══ SUPPLIED INFORMATION ══
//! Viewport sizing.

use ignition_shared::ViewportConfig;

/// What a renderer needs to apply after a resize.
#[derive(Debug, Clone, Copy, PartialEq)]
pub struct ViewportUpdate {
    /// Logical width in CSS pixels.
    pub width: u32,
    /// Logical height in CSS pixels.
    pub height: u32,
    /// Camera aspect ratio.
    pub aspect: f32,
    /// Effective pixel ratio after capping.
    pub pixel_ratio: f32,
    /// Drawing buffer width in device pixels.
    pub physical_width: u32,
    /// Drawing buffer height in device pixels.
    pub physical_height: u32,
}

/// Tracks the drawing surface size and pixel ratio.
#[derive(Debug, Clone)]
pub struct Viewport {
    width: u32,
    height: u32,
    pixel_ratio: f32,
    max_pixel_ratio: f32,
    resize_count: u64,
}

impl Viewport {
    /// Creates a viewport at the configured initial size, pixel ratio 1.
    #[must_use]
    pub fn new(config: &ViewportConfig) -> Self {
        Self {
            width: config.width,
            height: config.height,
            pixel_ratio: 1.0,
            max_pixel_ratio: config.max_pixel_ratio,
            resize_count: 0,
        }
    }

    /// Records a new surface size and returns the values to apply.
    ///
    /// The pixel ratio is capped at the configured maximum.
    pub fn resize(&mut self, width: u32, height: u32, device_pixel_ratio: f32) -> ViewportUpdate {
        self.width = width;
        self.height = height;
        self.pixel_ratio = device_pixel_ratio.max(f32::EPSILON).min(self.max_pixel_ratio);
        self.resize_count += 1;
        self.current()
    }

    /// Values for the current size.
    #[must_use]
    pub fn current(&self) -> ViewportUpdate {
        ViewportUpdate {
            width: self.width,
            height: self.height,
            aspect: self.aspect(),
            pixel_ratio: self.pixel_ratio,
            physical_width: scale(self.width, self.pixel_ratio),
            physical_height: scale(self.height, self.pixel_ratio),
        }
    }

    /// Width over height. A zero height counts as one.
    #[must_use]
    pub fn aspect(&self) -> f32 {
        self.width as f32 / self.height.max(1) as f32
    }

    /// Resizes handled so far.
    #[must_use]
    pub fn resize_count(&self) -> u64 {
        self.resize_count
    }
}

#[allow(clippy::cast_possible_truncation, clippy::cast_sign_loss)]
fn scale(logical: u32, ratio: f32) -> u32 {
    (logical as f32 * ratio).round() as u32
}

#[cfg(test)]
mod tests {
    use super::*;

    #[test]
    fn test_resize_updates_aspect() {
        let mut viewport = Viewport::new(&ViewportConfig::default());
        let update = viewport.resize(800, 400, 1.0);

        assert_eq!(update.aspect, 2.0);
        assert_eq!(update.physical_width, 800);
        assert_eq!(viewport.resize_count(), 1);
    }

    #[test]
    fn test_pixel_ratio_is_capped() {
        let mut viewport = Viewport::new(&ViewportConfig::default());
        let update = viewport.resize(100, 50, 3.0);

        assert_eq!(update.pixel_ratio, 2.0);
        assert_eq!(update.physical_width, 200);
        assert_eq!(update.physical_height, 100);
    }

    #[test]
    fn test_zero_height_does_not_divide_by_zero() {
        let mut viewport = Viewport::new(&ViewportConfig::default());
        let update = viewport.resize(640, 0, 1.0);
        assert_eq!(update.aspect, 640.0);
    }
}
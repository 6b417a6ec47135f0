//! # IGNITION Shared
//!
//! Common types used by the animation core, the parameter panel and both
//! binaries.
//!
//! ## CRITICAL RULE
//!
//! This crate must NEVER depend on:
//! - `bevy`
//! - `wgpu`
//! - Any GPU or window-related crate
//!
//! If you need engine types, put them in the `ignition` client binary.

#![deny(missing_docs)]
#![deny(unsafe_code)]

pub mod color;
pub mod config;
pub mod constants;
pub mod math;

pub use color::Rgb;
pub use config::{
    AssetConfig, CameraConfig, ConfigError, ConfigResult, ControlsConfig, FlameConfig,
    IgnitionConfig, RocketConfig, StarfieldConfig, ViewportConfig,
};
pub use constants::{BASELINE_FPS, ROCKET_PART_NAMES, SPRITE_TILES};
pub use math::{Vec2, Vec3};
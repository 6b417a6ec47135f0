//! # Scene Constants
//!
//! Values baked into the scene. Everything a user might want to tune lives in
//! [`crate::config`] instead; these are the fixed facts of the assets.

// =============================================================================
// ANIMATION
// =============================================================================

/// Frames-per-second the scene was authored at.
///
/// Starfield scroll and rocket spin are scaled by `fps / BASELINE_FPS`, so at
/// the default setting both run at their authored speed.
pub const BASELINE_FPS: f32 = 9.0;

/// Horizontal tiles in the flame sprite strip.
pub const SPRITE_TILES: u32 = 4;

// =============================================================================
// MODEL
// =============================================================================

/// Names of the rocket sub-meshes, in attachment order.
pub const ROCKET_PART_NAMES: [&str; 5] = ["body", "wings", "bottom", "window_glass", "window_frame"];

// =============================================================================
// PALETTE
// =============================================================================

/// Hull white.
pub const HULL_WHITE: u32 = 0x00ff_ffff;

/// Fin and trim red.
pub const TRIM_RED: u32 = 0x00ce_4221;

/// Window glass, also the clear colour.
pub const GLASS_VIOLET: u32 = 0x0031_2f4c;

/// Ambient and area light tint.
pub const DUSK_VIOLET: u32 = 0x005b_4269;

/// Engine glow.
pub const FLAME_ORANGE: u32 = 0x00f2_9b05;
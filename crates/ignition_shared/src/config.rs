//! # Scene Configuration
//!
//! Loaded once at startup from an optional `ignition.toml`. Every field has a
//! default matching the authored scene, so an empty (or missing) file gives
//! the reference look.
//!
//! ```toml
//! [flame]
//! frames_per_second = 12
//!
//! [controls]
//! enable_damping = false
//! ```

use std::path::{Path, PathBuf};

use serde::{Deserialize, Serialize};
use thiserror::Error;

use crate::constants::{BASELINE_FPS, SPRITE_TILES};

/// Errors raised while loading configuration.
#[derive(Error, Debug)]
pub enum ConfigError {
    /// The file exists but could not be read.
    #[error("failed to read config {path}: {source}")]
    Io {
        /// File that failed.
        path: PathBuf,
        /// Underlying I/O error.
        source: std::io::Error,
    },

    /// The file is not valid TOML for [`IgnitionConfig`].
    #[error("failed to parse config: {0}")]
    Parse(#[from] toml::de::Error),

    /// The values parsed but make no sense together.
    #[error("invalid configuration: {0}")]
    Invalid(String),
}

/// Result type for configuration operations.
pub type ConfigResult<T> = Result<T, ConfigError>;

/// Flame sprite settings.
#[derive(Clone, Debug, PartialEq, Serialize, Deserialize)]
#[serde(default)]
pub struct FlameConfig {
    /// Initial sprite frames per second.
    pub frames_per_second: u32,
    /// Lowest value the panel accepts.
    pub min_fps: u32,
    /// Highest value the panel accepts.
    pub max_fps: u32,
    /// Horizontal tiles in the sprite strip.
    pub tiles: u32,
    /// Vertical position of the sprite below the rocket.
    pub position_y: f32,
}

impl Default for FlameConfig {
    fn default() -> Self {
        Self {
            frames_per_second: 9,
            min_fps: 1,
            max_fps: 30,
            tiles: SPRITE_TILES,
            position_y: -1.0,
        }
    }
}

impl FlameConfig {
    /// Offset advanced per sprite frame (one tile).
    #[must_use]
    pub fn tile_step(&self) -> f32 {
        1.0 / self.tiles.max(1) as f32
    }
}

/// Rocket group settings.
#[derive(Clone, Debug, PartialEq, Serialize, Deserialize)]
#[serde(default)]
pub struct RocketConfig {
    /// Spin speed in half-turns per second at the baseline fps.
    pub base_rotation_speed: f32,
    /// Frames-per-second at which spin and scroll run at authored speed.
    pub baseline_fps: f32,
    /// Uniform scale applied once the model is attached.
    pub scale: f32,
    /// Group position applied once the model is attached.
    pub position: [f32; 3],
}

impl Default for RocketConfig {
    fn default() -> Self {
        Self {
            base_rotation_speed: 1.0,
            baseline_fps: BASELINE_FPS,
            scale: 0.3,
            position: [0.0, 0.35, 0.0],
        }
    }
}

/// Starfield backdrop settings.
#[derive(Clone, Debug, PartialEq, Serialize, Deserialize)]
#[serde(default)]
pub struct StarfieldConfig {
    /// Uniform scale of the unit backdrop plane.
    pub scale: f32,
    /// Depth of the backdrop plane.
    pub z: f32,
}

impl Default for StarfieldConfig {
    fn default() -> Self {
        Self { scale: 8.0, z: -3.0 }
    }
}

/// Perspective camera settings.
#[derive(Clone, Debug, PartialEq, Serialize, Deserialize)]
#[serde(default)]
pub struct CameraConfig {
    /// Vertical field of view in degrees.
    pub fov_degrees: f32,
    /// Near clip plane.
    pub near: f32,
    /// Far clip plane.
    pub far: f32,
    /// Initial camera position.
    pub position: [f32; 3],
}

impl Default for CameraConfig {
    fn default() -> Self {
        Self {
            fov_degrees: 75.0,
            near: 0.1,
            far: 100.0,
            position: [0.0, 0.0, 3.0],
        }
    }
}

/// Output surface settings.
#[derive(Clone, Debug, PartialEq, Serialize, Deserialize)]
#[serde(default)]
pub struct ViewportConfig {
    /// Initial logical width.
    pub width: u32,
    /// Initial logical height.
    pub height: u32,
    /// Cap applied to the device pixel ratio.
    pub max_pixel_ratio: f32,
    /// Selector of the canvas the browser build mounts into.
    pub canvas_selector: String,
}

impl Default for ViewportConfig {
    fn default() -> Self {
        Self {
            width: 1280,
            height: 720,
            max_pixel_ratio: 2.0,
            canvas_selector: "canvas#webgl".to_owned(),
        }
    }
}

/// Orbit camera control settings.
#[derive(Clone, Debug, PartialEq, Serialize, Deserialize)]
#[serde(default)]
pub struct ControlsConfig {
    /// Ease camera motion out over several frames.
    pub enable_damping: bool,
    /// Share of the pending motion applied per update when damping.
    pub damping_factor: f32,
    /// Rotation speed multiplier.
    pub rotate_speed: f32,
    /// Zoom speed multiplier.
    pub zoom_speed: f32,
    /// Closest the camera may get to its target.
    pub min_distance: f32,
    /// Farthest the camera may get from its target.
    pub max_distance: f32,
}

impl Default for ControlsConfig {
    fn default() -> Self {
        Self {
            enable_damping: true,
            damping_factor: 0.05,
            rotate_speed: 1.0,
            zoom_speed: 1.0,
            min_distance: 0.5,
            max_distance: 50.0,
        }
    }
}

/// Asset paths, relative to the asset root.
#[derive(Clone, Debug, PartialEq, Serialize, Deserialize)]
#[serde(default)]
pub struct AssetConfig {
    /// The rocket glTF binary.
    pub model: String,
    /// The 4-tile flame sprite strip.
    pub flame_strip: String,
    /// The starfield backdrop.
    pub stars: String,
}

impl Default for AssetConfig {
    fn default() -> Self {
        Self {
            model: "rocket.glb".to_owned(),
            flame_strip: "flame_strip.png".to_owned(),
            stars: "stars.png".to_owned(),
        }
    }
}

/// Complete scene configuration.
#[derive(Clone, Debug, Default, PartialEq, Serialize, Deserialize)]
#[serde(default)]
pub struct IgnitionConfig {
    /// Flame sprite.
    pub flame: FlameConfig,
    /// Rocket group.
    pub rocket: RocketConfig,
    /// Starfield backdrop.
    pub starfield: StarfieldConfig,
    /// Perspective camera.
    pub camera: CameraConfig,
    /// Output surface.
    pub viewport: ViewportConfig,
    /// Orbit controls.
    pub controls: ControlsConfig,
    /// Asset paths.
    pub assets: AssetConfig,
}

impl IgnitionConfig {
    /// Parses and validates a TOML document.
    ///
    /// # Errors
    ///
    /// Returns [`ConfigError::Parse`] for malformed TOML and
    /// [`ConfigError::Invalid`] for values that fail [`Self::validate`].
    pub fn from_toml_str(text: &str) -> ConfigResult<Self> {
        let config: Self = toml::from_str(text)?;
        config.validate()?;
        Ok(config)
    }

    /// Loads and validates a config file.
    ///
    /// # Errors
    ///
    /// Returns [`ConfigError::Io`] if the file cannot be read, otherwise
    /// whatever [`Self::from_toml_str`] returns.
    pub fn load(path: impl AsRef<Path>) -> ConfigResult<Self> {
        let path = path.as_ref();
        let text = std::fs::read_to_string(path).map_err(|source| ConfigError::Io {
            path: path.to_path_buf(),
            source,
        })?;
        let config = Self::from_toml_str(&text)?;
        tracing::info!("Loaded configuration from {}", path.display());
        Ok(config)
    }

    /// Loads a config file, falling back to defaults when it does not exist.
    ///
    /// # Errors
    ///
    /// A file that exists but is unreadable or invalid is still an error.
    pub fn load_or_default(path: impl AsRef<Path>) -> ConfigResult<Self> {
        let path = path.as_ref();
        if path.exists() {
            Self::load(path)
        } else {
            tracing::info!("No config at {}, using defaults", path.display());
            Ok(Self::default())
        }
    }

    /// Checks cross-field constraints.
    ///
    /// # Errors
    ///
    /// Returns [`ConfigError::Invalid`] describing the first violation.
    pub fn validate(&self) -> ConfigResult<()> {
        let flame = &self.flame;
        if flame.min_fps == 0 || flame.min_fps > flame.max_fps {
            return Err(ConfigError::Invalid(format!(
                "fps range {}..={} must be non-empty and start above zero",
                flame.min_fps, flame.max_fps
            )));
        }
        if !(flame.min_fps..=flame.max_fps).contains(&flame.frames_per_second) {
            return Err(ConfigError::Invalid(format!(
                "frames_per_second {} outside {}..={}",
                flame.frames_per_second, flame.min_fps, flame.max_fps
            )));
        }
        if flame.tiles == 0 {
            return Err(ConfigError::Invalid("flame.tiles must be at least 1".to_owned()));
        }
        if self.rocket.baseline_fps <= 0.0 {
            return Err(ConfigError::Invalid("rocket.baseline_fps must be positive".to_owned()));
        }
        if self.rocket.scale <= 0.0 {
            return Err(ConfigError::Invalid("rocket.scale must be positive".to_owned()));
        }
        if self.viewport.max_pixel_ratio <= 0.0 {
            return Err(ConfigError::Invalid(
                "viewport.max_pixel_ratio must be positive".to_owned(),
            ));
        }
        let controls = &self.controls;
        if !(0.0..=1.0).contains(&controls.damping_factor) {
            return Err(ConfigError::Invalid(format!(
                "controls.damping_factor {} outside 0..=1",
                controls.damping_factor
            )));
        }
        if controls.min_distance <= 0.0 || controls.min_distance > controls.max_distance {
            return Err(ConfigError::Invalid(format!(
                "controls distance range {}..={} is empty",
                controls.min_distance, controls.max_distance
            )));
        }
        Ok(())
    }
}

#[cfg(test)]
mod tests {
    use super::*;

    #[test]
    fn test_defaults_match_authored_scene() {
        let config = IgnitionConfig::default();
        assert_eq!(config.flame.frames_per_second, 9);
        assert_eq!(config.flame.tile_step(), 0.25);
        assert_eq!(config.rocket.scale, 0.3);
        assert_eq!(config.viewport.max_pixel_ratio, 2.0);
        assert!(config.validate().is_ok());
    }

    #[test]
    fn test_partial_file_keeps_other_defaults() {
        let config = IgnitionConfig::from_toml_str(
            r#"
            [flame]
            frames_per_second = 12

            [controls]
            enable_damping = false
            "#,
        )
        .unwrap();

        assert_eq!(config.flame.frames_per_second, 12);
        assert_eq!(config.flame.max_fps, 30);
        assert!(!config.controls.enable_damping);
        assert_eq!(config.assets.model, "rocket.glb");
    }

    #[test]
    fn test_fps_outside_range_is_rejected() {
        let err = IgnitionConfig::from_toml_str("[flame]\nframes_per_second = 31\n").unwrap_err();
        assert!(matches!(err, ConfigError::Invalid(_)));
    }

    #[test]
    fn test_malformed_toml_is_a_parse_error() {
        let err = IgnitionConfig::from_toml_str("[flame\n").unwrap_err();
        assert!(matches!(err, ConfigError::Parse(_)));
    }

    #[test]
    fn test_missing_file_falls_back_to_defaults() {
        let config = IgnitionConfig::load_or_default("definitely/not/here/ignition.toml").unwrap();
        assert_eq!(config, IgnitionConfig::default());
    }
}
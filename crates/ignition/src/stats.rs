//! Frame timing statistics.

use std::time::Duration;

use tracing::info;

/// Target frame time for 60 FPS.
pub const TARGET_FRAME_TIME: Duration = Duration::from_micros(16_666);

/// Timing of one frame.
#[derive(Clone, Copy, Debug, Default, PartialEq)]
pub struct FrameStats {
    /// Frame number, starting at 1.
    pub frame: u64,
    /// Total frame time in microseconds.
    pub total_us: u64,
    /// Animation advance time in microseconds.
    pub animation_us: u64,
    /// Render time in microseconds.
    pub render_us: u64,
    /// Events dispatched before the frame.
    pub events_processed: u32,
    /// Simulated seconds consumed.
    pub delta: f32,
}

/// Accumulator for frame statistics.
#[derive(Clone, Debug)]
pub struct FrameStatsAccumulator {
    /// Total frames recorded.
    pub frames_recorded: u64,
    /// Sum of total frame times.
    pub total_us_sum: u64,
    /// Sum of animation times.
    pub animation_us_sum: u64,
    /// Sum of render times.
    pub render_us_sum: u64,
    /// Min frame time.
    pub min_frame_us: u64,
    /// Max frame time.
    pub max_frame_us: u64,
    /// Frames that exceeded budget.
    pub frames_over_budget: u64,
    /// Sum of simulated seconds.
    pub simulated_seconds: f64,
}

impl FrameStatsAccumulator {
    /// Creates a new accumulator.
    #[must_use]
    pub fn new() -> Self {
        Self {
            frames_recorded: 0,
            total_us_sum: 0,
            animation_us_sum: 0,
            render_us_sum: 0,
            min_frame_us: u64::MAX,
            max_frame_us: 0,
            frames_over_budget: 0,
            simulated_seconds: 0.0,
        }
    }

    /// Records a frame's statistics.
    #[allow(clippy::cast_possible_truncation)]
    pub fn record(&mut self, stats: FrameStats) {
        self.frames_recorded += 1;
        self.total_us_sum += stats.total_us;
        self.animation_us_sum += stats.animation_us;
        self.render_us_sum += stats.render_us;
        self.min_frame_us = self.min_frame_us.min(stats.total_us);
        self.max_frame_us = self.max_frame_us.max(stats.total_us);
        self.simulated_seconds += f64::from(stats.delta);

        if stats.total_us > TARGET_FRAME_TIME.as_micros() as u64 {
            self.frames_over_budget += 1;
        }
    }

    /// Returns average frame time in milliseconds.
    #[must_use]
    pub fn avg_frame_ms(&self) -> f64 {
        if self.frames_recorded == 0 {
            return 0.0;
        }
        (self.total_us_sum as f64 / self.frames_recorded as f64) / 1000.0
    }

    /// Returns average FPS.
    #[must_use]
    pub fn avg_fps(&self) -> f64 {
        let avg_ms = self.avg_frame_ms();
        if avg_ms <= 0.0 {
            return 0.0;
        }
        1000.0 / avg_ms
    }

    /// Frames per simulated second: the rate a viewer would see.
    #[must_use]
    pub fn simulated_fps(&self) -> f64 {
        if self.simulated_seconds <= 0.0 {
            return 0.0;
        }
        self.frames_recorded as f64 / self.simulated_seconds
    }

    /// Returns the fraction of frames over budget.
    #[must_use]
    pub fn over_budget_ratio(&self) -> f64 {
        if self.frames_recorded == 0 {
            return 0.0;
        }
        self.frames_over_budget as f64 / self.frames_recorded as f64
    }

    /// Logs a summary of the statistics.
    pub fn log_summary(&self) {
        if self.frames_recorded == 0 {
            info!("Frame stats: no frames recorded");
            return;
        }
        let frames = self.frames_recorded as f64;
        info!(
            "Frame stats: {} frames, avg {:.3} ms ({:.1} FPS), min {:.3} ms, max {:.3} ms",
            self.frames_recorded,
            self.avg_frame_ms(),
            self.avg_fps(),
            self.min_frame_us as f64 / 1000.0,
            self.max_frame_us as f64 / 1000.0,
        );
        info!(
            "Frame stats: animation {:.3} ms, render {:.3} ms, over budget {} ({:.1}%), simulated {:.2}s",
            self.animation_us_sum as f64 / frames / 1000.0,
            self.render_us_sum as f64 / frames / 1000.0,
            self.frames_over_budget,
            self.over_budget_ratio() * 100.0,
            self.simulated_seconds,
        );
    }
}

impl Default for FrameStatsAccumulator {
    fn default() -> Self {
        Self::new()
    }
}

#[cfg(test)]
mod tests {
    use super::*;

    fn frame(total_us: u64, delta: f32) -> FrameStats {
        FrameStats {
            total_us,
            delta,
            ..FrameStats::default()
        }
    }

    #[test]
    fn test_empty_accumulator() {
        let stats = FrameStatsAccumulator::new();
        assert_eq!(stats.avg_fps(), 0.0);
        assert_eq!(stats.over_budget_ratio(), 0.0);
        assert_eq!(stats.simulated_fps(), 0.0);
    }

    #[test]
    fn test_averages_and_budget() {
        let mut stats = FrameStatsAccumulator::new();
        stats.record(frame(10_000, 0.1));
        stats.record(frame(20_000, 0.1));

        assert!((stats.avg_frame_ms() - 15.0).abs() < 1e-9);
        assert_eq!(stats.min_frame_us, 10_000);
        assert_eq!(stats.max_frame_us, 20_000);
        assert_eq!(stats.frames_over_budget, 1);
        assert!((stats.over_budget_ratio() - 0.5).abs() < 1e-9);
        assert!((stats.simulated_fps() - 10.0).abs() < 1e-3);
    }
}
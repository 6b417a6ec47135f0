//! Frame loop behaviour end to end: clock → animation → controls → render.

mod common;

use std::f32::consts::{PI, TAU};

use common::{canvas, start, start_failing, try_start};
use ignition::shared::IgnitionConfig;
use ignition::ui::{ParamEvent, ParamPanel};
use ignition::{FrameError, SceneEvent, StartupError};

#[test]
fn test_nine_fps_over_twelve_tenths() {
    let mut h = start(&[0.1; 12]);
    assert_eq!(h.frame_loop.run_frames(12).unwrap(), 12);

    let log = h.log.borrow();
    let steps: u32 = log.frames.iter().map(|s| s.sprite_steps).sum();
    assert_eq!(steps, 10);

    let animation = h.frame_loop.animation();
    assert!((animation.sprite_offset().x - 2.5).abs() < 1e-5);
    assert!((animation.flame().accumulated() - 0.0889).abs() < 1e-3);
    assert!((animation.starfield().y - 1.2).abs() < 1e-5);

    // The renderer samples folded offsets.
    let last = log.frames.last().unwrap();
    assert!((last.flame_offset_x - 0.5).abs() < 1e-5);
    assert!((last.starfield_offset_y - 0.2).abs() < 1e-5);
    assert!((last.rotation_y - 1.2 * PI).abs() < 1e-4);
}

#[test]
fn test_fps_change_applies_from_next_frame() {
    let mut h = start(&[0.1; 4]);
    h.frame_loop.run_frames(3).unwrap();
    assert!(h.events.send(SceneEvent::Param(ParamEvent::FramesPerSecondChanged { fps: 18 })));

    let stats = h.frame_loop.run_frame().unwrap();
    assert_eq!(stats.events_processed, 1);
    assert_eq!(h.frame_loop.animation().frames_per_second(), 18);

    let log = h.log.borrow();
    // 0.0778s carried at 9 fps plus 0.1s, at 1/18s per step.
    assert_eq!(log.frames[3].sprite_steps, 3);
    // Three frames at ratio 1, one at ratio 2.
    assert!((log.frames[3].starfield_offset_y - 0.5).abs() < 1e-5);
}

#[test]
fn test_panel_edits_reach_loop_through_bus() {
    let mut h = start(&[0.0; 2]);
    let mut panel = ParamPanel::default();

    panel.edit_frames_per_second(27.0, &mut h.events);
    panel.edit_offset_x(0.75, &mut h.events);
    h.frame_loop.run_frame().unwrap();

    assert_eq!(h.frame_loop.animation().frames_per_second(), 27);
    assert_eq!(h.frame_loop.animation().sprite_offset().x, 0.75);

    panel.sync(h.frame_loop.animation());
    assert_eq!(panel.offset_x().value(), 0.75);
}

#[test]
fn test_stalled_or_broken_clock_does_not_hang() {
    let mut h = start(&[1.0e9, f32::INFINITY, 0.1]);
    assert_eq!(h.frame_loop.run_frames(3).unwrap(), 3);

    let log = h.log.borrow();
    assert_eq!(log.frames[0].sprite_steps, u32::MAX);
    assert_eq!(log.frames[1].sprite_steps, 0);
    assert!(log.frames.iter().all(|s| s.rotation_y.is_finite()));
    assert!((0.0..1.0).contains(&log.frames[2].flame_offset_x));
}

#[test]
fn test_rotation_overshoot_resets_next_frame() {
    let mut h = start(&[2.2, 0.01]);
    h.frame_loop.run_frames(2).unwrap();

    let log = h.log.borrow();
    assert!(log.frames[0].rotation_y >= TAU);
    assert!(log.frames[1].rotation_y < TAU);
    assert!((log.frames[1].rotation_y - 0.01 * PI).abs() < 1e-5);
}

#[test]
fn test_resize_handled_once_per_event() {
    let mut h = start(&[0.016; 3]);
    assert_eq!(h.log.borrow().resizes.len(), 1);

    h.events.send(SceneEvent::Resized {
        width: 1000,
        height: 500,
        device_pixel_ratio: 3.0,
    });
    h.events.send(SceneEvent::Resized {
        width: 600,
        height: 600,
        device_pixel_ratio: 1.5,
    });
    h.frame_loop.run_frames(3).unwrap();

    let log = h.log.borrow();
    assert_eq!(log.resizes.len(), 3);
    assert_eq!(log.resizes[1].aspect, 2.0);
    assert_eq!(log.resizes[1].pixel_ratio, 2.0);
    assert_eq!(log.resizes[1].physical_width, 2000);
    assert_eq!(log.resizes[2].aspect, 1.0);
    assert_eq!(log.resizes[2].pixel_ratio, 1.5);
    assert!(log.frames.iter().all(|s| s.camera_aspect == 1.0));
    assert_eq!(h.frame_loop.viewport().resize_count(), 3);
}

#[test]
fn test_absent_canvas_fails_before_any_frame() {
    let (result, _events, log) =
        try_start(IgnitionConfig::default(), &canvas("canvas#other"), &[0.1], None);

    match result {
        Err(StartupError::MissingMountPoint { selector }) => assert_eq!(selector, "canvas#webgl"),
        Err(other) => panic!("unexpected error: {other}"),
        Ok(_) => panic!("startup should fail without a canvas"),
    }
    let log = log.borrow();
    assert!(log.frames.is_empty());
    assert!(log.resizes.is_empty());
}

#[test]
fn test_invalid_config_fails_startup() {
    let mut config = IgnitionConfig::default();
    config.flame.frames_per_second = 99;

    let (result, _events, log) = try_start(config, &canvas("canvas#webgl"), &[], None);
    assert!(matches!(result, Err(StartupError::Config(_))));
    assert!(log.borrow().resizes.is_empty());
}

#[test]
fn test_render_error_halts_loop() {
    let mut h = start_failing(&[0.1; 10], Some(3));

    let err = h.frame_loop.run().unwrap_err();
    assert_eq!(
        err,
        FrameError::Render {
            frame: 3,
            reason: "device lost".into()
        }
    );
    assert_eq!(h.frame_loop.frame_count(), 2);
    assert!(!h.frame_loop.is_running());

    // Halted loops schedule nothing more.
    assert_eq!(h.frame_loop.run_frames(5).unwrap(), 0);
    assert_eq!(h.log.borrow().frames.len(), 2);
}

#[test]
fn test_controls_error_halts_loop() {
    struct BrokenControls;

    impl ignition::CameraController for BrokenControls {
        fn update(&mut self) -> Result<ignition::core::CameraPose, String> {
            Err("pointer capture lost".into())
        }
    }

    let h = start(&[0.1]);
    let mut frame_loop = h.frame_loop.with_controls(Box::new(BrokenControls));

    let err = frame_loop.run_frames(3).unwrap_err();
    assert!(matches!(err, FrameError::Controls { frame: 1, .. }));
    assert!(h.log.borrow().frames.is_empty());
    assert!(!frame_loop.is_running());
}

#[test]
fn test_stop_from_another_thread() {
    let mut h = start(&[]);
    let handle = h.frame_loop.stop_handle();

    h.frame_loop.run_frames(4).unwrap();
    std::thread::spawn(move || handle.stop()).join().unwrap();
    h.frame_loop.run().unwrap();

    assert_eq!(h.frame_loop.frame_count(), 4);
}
═══
BRIEF:
Lines from the top of the entries above to the line that contains "values to apply." should be set down exactly, please, with both ends kept and nothing added.

SOLUTION TO THE PROBLEM:
//! Viewport sizing.

use ignition_shared::ViewportConfig;

/// What a renderer needs to apply after a resize.
#[derive(Debug, Clone, Copy, PartialEq)]
pub struct ViewportUpdate {
    /// Logical width in CSS pixels.
    pub width: u32,
    /// Logical height in CSS pixels.
    pub height: u32,
    /// Camera aspect ratio.
    pub aspect: f32,
    /// Effective pixel ratio after capping.
    pub pixel_ratio: f32,
    /// Drawing buffer width in device pixels.
    pub physical_width: u32,
    /// Drawing buffer height in device pixels.
    pub physical_height: u32,
}

/// Tracks the drawing surface size and pixel ratio.
#[derive(Debug, Clone)]
pub struct Viewport {
    width: u32,
    height: u32,
    pixel_ratio: f32,
    max_pixel_ratio: f32,
    resize_count: u64,
}

impl Viewport {
    /// Creates a viewport at the configured initial size, pixel ratio 1.
    #[must_use]
    pub fn new(config: &ViewportConfig) -> Self {
        Self {
            width: config.width,
            height: config.height,
            pixel_ratio: 1.0,
            max_pixel_ratio: config.max_pixel_ratio,
            resize_count: 0,
        }
    }

    /// Records a new surface size and returns the values to apply.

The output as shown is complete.